Two factor authentication could be performed by physical objects

Have you ever thought what it would be like to use a necklace or a bottle of soda as your secret password? Scientists at the Florida International University in cooperation with Bloomberg made a camera-based remote authentication solution to make it possible for you to do that on any mobile device.

It is called Pixie. To use it, you must choose a secret real object, for example, a notepad or pen, and take a photo of it using your mobile device, making reference photos. So, the next time you want to use two-factor identification, you must show this object you’ve selected to the camera. If your quality of picture is bad, you will be notified, but the camera will still recognize it. Don’t be afraid that another lighting or setting will influence the authentication process.

Similar to YubiKeys, Pixie makes it possible to use physical objects to authenticate your logins; however, the keys were aimed to be inserted in the USB, and you could use it to order something online starting from $18 to $500. Pixie says you need no additional hardware, only use the thing of your choice as the authentication factor. If this research project goes to the masses, you can approve your authentication using a bottle of water or a pack of gum you always carry in your pocket.

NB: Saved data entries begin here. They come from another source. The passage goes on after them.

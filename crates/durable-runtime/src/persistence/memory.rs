// Copyright (C) 2025 SyncMyOrders Sp. z o.o.
// SPDX-License-Identifier: AGPL-3.0-or-later
//! In-memory persistence.
//!
//! State lives as long as the value, so sharing one `Arc<MemoryPersistence>`
//! between two runtimes is enough to exercise crash recovery in tests.

use std::collections::HashMap;

use async_trait::async_trait;
use chrono::{DateTime, Utc};
use tokio::sync::RwLock;

use crate::error::{Result, RuntimeError};
use crate::types::InstanceStatus;

use super::{CheckpointRecord, InstanceRecord, Persistence, SignalRecord, retry_checkpoint_id};

#[derive(Default)]
struct State {
    instances: HashMap<String, InstanceRecord>,
    checkpoints: Vec<CheckpointRecord>,
    signals: Vec<SignalRecord>,
    next_id: i64,
}

impl State {
    fn allocate_id(&mut self) -> i64 {
        self.next_id += 1;
        self.next_id
    }
}

/// Persistence backed by process memory.
#[derive(Default)]
pub struct MemoryPersistence {
    state: RwLock<State>,
}

impl MemoryPersistence {
    pub fn new() -> Self {
        Self::default()
    }
}

#[async_trait]
impl Persistence for MemoryPersistence {
    async fn register_instance(&self, record: &InstanceRecord) -> Result<()> {
        let mut state = self.state.write().await;
        if state.instances.contains_key(&record.instance_id) {
            return Err(RuntimeError::Persistence {
                operation: "register_instance".to_string(),
                details: format!("instance '{}' already exists", record.instance_id),
            });
        }
        state
            .instances
            .insert(record.instance_id.clone(), record.clone());
        Ok(())
    }

    async fn get_instance(&self, instance_id: &str) -> Result<Option<InstanceRecord>> {
        Ok(self.state.read().await.instances.get(instance_id).cloned())
    }

    async fn complete_instance(
        &self,
        instance_id: &str,
        status: InstanceStatus,
        output: Option<&[u8]>,
        error: Option<&str>,
        finished_at: DateTime<Utc>,
    ) -> Result<()> {
        let mut state = self.state.write().await;
        let record = state.instances.get_mut(instance_id).ok_or_else(|| {
            RuntimeError::InstanceNotFound {
                instance_id: instance_id.to_string(),
            }
        })?;
        record.status = status.as_str().to_string();
        record.output = output.map(<[u8]>::to_vec);
        record.error = error.map(str::to_string);
        record.finished_at = Some(finished_at);
        Ok(())
    }

    async fn list_instances(&self, status: Option<InstanceStatus>) -> Result<Vec<InstanceRecord>> {
        let state = self.state.read().await;
        let mut records: Vec<InstanceRecord> = state
            .instances
            .values()
            .filter(|r| status.is_none_or(|s| r.status == s.as_str()))
            .cloned()
            .collect();
        records.sort_by(|a, b| {
            a.created_at
                .cmp(&b.created_at)
                .then_with(|| a.instance_id.cmp(&b.instance_id))
        });
        Ok(records)
    }

    async fn delete_instance(&self, instance_id: &str) -> Result<()> {
        let mut state = self.state.write().await;
        state.instances.remove(instance_id);
        state.checkpoints.retain(|c| c.instance_id != instance_id);
        state.signals.retain(|s| s.instance_id != instance_id);
        Ok(())
    }

    async fn save_checkpoint(
        &self,
        instance_id: &str,
        checkpoint_id: &str,
        state_bytes: &[u8],
        created_at: DateTime<Utc>,
    ) -> Result<()> {
        let mut state = self.state.write().await;
        if state
            .checkpoints
            .iter()
            .any(|c| c.instance_id == instance_id && c.checkpoint_id == checkpoint_id)
        {
            return Err(RuntimeError::Persistence {
                operation: "save_checkpoint".to_string(),
                details: format!(
                    "checkpoint '{}' already exists for instance '{}'",
                    checkpoint_id, instance_id
                ),
            });
        }
        let id = state.allocate_id();
        state.checkpoints.push(CheckpointRecord {
            id,
            instance_id: instance_id.to_string(),
            checkpoint_id: checkpoint_id.to_string(),
            state: state_bytes.to_vec(),
            created_at,
        });
        Ok(())
    }

    async fn save_retry_attempt(
        &self,
        instance_id: &str,
        checkpoint_id: &str,
        attempt: u32,
        error_message: &str,
        created_at: DateTime<Utc>,
    ) -> Result<()> {
        let retry_id = retry_checkpoint_id(checkpoint_id, attempt);
        let mut state = self.state.write().await;
        if let Some(existing) = state
            .checkpoints
            .iter_mut()
            .find(|c| c.instance_id == instance_id && c.checkpoint_id == retry_id)
        {
            existing.state = error_message.as_bytes().to_vec();
            existing.created_at = created_at;
            return Ok(());
        }
        let id = state.allocate_id();
        state.checkpoints.push(CheckpointRecord {
            id,
            instance_id: instance_id.to_string(),
            checkpoint_id: retry_id,
            state: error_message.as_bytes().to_vec(),
            created_at,
        });
        Ok(())
    }

    async fn load_checkpoint(
        &self,
        instance_id: &str,
        checkpoint_id: &str,
    ) -> Result<Option<CheckpointRecord>> {
        let state = self.state.read().await;
        Ok(state
            .checkpoints
            .iter()
            .find(|c| c.instance_id == instance_id && c.checkpoint_id == checkpoint_id)
            .cloned())
    }

    async fn list_checkpoints(&self, instance_id: &str) -> Result<Vec<CheckpointRecord>> {
        let state = self.state.read().await;
        Ok(state
            .checkpoints
            .iter()
            .filter(|c| c.instance_id == instance_id)
            .cloned()
            .collect())
    }

    async fn count_checkpoints(&self, instance_id: &str) -> Result<i64> {
        let state = self.state.read().await;
        let count = state
            .checkpoints
            .iter()
            .filter(|c| c.instance_id == instance_id)
            .count();
        Ok(i64::try_from(count).unwrap_or(i64::MAX))
    }

    async fn insert_signal(
        &self,
        instance_id: &str,
        signal_name: &str,
        payload: &[u8],
        created_at: DateTime<Utc>,
    ) -> Result<i64> {
        let mut state = self.state.write().await;
        let id = state.allocate_id();
        state.signals.push(SignalRecord {
            id,
            instance_id: instance_id.to_string(),
            signal_name: signal_name.to_string(),
            payload: payload.to_vec(),
            created_at,
        });
        Ok(id)
    }

    async fn next_signal(
        &self,
        instance_id: &str,
        signal_name: &str,
        after_id: i64,
    ) -> Result<Option<SignalRecord>> {
        let state = self.state.read().await;
        Ok(state
            .signals
            .iter()
            .filter(|s| {
                s.instance_id == instance_id && s.signal_name == signal_name && s.id > after_id
            })
            .min_by_key(|s| s.id)
            .cloned())
    }
}
// Copyright (C) 2025 SyncMyOrders Sp. z o.o.
// SPDX-License-Identifier: AGPL-3.0-or-later
//! Typed access to the activities, one method per external call.
//!
//! | Call | Idempotent | Timeout | Retry policy |
//! |------|------------|---------|--------------|
//! | SendReminder | no | 10s | 3 attempts |
//! | DisablePayments | yes | 10s | 3 attempts |
//! | ValidateWithSupplier | yes | 30s | backoff 1s x2 capped at 30s, unlimited, `IdentityVerificationFailed` not retried |
//! | PerformInternalVerifications | yes | 10s | 2 attempts |
//!
//! The outer `Result` carries runtime faults (journal, persistence); the
//! inner [`ActivityResult`] is the business outcome of the call.

use std::time::Duration;

use durable_runtime::{ActivityOptions, ActivityResult, ProcessContext, Result, RetryPolicy};

use crate::activities::Activities;
use crate::constants::ERR_TYPE_IDENTITY_VERIFICATION_FAILED;
use crate::models::{DocumentUpload, ReminderRequest, VerificationResult};

pub const SEND_REMINDER: &str = "SendReminder";
pub const DISABLE_PAYMENTS: &str = "DisablePayments";
pub const VALIDATE_WITH_SUPPLIER: &str = "ValidateWithSupplier";
pub const PERFORM_INTERNAL_VERIFICATIONS: &str = "PerformInternalVerifications";

pub fn reminder_options() -> ActivityOptions {
    ActivityOptions::new(
        Duration::from_secs(10),
        RetryPolicy::with_maximum_attempts(3),
    )
}

pub fn disable_payments_options() -> ActivityOptions {
    ActivityOptions::new(
        Duration::from_secs(10),
        RetryPolicy::with_maximum_attempts(3),
    )
}

pub fn supplier_options() -> ActivityOptions {
    ActivityOptions::new(
        Duration::from_secs(30),
        RetryPolicy::unlimited()
            .backoff(Duration::from_secs(1), 2.0, Duration::from_secs(30))
            .non_retryable(ERR_TYPE_IDENTITY_VERIFICATION_FAILED),
    )
}

pub fn internal_verification_options() -> ActivityOptions {
    ActivityOptions::new(
        Duration::from_secs(10),
        RetryPolicy::with_maximum_attempts(2),
    )
}

/// Activities bound to one process context.
pub struct ActivityGateway<'a> {
    ctx: &'a ProcessContext,
    activities: &'a dyn Activities,
}

impl<'a> ActivityGateway<'a> {
    pub fn new(ctx: &'a ProcessContext, activities: &'a dyn Activities) -> Self {
        Self { ctx, activities }
    }

    pub async fn send_reminder(&self, request: &ReminderRequest) -> Result<ActivityResult<String>> {
        let activities = self.activities;
        self.ctx
            .execute_activity(SEND_REMINDER, &reminder_options(), move || {
                activities.send_reminder(request)
            })
            .await
    }

    pub async fn disable_payments(&self, merchant_id: &str) -> Result<ActivityResult<()>> {
        let activities = self.activities;
        self.ctx
            .execute_activity(DISABLE_PAYMENTS, &disable_payments_options(), move || {
                activities.disable_payments(merchant_id)
            })
            .await
    }

    pub async fn validate_with_supplier(
        &self,
        document: &DocumentUpload,
    ) -> Result<ActivityResult<VerificationResult>> {
        let activities = self.activities;
        self.ctx
            .execute_activity(VALIDATE_WITH_SUPPLIER, &supplier_options(), move || {
                activities.validate_with_supplier(document)
            })
            .await
    }

    pub async fn perform_internal_verifications(
        &self,
        merchant_id: &str,
    ) -> Result<ActivityResult<VerificationResult>> {
        let activities = self.activities;
        self.ctx
            .execute_activity(
                PERFORM_INTERNAL_VERIFICATIONS,
                &internal_verification_options(),
                move || activities.perform_internal_verifications(merchant_id),
            )
            .await
    }
}
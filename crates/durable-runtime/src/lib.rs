// Copyright (C) 2025 SyncMyOrders Sp. z o.o.
// SPDX-License-Identifier: AGPL-3.0-or-later
//! Durable Runtime - embedded durable execution for long-running processes
//!
//! A process is an async function over a [`ProcessContext`]. Everything the
//! process learns from the outside world goes through the context and is
//! recorded in a journal, so after a crash the runtime can re-execute the
//! process from the start and reach the same decisions without repeating
//! side effects.
//!
//! # Architecture
//!
//! ```text
//! ┌──────────────────────────────────────────────────────────────┐
//! │                      Starter / Worker                         │
//! │        start · resume · signal · query · shutdown             │
//! └──────────────────────────────────────────────────────────────┘
//!                               │
//!                               ▼
//! ┌──────────────────────────────────────────────────────────────┐
//! │                   Runtime (this crate)                        │
//! │   live instances · signal wakeups · query handlers            │
//! └──────────────────────────────────────────────────────────────┘
//!           │ spawns                               │
//!           ▼                                      ▼
//! ┌───────────────────────────┐        ┌─────────────────────────┐
//! │  Process::run(ctx, input) │───────▶│  Persistence            │
//! │  journal steps via ctx    │        │  memory | sqlite        │
//! └───────────────────────────┘        └─────────────────────────┘
//! ```
//!
//! # Primitives
//!
//! | Operation | Description |
//! |-----------|-------------|
//! | `now` | Logical time (recorded time during replay) |
//! | `side_effect` | Record a non-deterministic value once |
//! | `receive_signal_until` | Race the next signal against a deadline; a queued signal wins ties |
//! | `try_receive_signal` | Non-blocking inbox read |
//! | `set_query_handler` | Serve read-only queries while the instance runs |
//! | `execute_activity` | External call with timeout, backoff and error classification |
//! | `execute_child` | Child process with its own journal, deduplicated by id |
//!
//! # Example
//!
//! ```ignore
//! use std::sync::Arc;
//! use durable_runtime::{MemoryPersistence, Runtime};
//!
//! let runtime = Runtime::builder()
//!     .persistence(Arc::new(MemoryPersistence::new()))
//!     .build()?;
//!
//! let handle = runtime.start("order-42", Arc::new(MyProcess), input).await?;
//! runtime.signal("order-42", "approved", "yes").await?;
//! let output = handle.result().await?;
//! ```

pub mod activity;
pub mod clock;
pub mod context;
pub mod error;
pub mod persistence;
pub mod process;
pub mod query;
pub mod runtime;
pub mod types;

pub use activity::{ActivityError, ActivityFailure, ActivityResult};
pub use clock::{Clock, SystemClock, VirtualClock};
pub use context::{JournalEntry, ProcessContext};
pub use error::{Result, RuntimeError};
pub use persistence::{
    CheckpointRecord, InstanceRecord, MemoryPersistence, Persistence, SignalRecord,
    SqlitePersistence,
};
pub use process::Process;
pub use runtime::{ProcessHandle, Runtime, RuntimeBuilder};
pub use types::{ActivityOptions, InstanceStatus, RetryPolicy};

The research claims you can use Pixie on any device with a camera and older devices, smartwatches, and even Snapchat Spectacles. The research findings show it is easier for people to use a physical object, rather than remembering a complicated text password. However, Pixie would be slower and not so precise as facial recognition, because the physical objects of person’s choice are more diverse than the patterned shapes of human faces. Pixie project was tried on Android using different things like a tattoo, a watch, and a key charm.

Physical objects serving as an authentication factor also get more benefits compared to using human biometrics because Pixie users can change their preferred object all the time, while it is hard to change your fingerprints. You might be asking, what if somebody has seen the authentication object a person used. There were tests and only in 0.09% of 14.3 million tries is it possible pass the authentication. Even if the attacker knew the object, the rate of the attacker’s positive result remained low.

As for now, the scientists are only trying Pixie and do not plan to bring it to the market. It is a scientific project that aims to find out the role and use of physical objects as authentication factors. The study says, with the progress of cameras and graphic image analyzing technologies and with deep neural networks, Pixie can be enhanced and very convenient to use.